» The task:
Each line from the beginning of the entries below through the line that includes "use tempfile::TempDir;" must be returned exactly as given.

(Saved entries)

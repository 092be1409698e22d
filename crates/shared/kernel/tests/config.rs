use fc_kernel::config::{ConfigError, load_config, load_config_with_env, validate_config};
use fc_kernel::domain::config::{ApiConfig, ApiConfigInner};
use std::fs;
use std::path::PathBuf;
use tempfile::TempDir;

fn write_config(dir: &TempDir, body: &str) -> PathBuf {
    let path = dir.path().join("faceclaimer.toml");
    fs::write(&path, body).unwrap();
    path
}

fn vars(pairs: &[(&str, &str)]) -> config::Map<String, String> {
    pairs.iter().map(|(k, v)| ((*k).to_owned(), (*v).to_owned())).collect()
}

fn valid_config(images_dir: PathBuf) -> ApiConfig {
    let mut inner = ApiConfigInner::default();
    inner.storage.images_dir = images_dir;
    inner.storage.base_url = "https://img.example.com/faces".into();
    ApiConfig::from(inner)
}

#[test]
fn loads_values_from_toml_file() {
    let dir = TempDir::new().unwrap();
    let path = write_config(
        &dir,
        r#"
            [server]
            port = 9191

            [storage]
            images_dir = "/srv/images"
            base_url = "https://img.example.com"
            quality = 75

            [logging]
            level = "debug"
            json = true
        "#,
    );

    let cfg: ApiConfig = load_config_with_env(Some(&path), vars(&[])).unwrap();

    assert_eq!(cfg.server.port, 9191);
    assert_eq!(cfg.storage.images_dir, PathBuf::from("/srv/images"));
    assert_eq!(cfg.storage.base_url, "https://img.example.com");
    assert_eq!(cfg.storage.quality, 75);
    assert_eq!(cfg.logging.level, "debug");
    assert!(cfg.logging.json);
}

#[test]
fn environment_overrides_file_values() {
    let dir = TempDir::new().unwrap();
    let path = write_config(
        &dir,
        r#"
            [server]
            port = 9191

            [storage]
            base_url = "https://file.example.com"
        "#,
    );

    let cfg: ApiConfig = load_config_with_env(
        Some(&path),
        vars(&[
            ("FACECLAIMER__SERVER__PORT", "7000"),
            ("FACECLAIMER__STORAGE__BASE_URL", "https://env.example.com"),
            ("FACECLAIMER__STORAGE__QUALITY", "42"),
        ]),
    )
    .unwrap();

    assert_eq!(cfg.server.port, 7000);
    assert_eq!(cfg.storage.base_url, "https://env.example.com");
    assert_eq!(cfg.storage.quality, 42);
}

#[test]
fn environment_alone_is_enough() {
    let cfg: ApiConfig = load_config_with_env(
        None::<&str>,
        vars(&[("FACECLAIMER__STORAGE__BASE_URL", "http://localhost:8000")]),
    )
    .unwrap();

    assert_eq!(cfg.storage.base_url, "http://localhost:8000");
    assert_eq!(cfg.server.port, 8080);
    assert_eq!(cfg.storage.quality, 90);
}

#[test]
fn missing_explicit_file_is_an_error() {
    let dir = TempDir::new().unwrap();
    let missing = dir.path().join("absent.toml");

    let err = load_config::<ApiConfig>(Some(&missing)).unwrap_err();
    assert!(matches!(err, ConfigError::Config { .. }), "{err}");
}

#[test]
fn malformed_value_is_an_error() {
    let dir = TempDir::new().unwrap();
    let path = write_config(&dir, "[storage]\nquality = \"very high\"\n");

    let err = load_config_with_env::<ApiConfig>(Some(&path), vars(&[])).unwrap_err();
    assert!(matches!(err, ConfigError::Config { .. }), "{err}");
}

#[test]
fn validation_accepts_and_absolutizes() {
    let dir = TempDir::new().unwrap();
    let mut cfg = valid_config(dir.path().to_path_buf());

    validate_config(&mut cfg).unwrap();
    assert!(cfg.storage.images_dir.is_absolute());
}

#[test]
fn validation_requires_base_url() {
    let dir = TempDir::new().unwrap();
    let mut cfg = valid_config(dir.path().to_path_buf());
    cfg.storage.base_url = "  ".into();

    let err = validate_config(&mut cfg).unwrap_err();
    assert!(err.to_string().contains("storage.base_url is required"), "{err}");
}

#[test]
fn validation_rejects_non_http_base_url() {
    let dir = TempDir::new().unwrap();
    for bad in ["ftp://img.example.com", "not a url", "file:///srv/images"] {
        let mut cfg = valid_config(dir.path().to_path_buf());
        cfg.storage.base_url = bad.into();

        let err = validate_config(&mut cfg).unwrap_err();
        assert!(matches!(err, ConfigError::Validation { .. }), "{bad}: {err}");
    }
}

#[test]
fn validation_rejects_out_of_range_quality() {
    let dir = TempDir::new().unwrap();
    for quality in [0, 101, 255] {
        let mut cfg = valid_config(dir.path().to_path_buf());
        cfg.storage.quality = quality;

        let err = validate_config(&mut cfg).unwrap_err();
        assert!(err.to_string().contains("storage.quality"), "{err}");
    }
}

#[test]
fn validation_requires_existing_images_dir() {
    let dir = TempDir::new().unwrap();
    let mut cfg = valid_config(dir.path().join("missing"));

    let err = validate_config(&mut cfg).unwrap_err();
    assert!(err.to_string().contains("is not a directory"), "{err}");

    let file = dir.path().join("plain.txt");
    fs::write(&file, b"x").unwrap();
    let mut cfg = valid_config(file);
    assert!(validate_config(&mut cfg).is_err());
}
pub mod error;
use axum::Router;
use fc_kernel::server::router::{image_router, system_router};
use fc_kernel::server::{__path_delete_image, ApiState};
use tower_http::trace::TraceLayer;
use utoipa::OpenApi;
use utoipa_axum::router::OpenApiRouter;
use utoipa_scalar::{Scalar, Servable};

#[derive(OpenApi)]
#[openapi(
    info(title = "Faceclaimer", description = "Character image store"),
    paths(delete_image),
    tags(
        (name = "System", description = "Operational endpoints"),
        (name = "Images", description = "Upload and deletion of character images"),
    )
)]
struct ApiDoc;

#[allow(unreachable_pub)]
pub fn init(state: ApiState) -> Router {
    let api = ApiDoc::openapi();

    // Separate the OpenAPI routes and the API documentation object
    let (openapi_routes, api_doc) = OpenApiRouter::with_openapi(api)
        .merge(system_router())
        .merge(image_router())
        .layer(TraceLayer::new_for_http())
        .with_state(state)
        .split_for_parts();

    let scalar_routes = Scalar::with_url("/api", api_doc);

    Router::new().merge(openapi_routes).merge(scalar_routes)
}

» Reply:
repository 092be1409698e22d
filename crates/shared/kernel/tests/config.rs
use fc_kernel::config::{ConfigError, load_config, load_config_with_env, validate_config};
use fc_kernel::domain::config::{ApiConfig, ApiConfigInner};
use std::fs;
use std::path::PathBuf;
use tempfile::TempDir;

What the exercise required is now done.